→ **YOUR INSTRUCTIONS**
Using the records that follow, copy every line containing the word "Parser".

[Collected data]

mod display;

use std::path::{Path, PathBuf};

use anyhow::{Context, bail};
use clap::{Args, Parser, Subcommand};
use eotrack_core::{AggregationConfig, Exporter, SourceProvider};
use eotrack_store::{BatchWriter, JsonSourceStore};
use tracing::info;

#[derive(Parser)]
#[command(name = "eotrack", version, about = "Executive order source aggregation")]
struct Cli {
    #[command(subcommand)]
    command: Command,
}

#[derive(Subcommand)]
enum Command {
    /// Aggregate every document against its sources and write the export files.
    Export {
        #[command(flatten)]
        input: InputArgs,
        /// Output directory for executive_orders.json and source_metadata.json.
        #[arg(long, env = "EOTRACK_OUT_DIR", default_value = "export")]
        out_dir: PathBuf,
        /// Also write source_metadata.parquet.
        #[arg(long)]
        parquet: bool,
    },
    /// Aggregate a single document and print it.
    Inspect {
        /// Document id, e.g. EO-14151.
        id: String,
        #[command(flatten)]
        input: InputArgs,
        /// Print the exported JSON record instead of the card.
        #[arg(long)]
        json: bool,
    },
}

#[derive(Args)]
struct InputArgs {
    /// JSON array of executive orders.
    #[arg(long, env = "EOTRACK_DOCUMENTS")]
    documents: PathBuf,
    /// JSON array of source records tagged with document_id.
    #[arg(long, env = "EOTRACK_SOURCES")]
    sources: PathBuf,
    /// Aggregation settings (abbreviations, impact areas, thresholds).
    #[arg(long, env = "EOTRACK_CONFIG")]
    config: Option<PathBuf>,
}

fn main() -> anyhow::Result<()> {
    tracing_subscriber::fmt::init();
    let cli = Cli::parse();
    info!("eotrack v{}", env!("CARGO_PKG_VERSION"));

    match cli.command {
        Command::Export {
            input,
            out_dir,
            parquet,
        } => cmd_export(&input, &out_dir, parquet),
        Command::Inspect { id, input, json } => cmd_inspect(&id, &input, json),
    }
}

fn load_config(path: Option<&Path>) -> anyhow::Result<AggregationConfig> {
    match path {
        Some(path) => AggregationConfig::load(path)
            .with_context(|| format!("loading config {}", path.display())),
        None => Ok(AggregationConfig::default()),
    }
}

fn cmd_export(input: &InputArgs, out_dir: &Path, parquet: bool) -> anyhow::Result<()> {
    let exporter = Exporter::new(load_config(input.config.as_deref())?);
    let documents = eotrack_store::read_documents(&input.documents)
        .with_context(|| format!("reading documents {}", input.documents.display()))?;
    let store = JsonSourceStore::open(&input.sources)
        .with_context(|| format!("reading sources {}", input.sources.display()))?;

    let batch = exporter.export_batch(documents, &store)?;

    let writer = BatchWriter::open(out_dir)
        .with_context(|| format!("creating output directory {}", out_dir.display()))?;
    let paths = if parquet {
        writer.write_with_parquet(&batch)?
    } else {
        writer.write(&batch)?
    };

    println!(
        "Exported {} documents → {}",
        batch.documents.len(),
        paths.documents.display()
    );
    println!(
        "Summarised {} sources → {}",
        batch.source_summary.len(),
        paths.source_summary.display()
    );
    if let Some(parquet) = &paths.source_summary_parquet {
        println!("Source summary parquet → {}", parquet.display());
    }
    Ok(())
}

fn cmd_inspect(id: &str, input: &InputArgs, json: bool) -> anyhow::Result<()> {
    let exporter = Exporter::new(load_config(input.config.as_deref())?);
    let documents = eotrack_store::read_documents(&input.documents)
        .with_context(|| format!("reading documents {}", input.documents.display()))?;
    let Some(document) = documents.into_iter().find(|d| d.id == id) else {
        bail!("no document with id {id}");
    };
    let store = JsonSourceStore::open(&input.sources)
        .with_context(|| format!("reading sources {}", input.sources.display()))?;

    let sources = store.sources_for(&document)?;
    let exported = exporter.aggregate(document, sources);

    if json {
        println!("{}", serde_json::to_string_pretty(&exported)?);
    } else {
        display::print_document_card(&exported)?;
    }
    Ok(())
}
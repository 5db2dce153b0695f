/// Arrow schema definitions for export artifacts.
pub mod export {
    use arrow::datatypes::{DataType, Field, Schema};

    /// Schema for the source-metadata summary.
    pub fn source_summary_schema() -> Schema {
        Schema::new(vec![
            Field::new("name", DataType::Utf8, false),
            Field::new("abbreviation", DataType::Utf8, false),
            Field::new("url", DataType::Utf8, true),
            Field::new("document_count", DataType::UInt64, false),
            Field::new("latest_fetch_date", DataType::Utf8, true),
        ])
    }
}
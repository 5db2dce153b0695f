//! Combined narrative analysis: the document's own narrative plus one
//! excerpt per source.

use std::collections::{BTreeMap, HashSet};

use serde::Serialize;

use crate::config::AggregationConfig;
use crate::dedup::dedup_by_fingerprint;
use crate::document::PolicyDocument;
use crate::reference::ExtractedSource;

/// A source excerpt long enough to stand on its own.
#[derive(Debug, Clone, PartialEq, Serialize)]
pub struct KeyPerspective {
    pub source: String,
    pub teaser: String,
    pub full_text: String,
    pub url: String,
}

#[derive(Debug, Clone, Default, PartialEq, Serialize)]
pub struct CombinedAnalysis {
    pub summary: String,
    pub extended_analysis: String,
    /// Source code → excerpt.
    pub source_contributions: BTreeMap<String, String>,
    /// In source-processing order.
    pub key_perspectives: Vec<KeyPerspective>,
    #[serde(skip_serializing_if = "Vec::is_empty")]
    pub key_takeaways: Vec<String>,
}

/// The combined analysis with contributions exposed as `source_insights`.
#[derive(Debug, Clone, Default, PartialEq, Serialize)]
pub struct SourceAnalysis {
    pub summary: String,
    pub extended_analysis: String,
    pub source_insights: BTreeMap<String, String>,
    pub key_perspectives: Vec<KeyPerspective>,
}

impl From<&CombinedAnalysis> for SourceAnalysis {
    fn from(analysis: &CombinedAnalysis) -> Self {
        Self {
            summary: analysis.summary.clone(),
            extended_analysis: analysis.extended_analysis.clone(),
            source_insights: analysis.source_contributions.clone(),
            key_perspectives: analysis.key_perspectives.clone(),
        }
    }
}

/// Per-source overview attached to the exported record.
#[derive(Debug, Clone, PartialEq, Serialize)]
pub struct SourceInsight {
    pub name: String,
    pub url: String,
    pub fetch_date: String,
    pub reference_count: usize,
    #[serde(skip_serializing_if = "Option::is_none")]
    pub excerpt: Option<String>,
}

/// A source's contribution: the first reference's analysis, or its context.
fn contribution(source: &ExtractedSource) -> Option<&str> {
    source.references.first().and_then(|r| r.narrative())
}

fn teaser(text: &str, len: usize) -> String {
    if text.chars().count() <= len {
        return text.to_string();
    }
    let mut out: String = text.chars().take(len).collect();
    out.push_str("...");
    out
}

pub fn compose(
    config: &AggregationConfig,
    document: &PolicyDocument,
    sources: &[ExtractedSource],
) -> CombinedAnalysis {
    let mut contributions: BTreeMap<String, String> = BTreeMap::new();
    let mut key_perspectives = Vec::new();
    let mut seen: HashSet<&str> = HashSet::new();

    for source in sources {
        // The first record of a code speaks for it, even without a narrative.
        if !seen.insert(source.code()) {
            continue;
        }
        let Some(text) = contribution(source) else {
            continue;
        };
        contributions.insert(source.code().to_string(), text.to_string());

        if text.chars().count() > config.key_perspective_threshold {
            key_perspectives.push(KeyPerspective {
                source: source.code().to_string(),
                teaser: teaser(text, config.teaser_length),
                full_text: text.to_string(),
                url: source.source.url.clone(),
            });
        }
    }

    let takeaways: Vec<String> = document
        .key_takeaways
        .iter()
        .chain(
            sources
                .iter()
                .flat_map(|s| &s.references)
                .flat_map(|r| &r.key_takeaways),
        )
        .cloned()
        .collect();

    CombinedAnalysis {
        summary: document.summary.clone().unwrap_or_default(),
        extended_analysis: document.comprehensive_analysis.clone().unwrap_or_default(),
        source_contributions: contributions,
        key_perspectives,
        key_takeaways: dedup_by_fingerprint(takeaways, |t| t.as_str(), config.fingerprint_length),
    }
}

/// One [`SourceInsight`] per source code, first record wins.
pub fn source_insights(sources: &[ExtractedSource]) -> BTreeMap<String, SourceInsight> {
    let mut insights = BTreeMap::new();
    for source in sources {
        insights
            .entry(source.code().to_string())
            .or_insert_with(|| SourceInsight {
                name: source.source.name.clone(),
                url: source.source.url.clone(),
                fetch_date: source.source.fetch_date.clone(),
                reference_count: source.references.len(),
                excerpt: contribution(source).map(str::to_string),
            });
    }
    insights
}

→ **FINISHED TASK**
use clap::{Args, Parser, Subcommand};
#[derive(Parser)]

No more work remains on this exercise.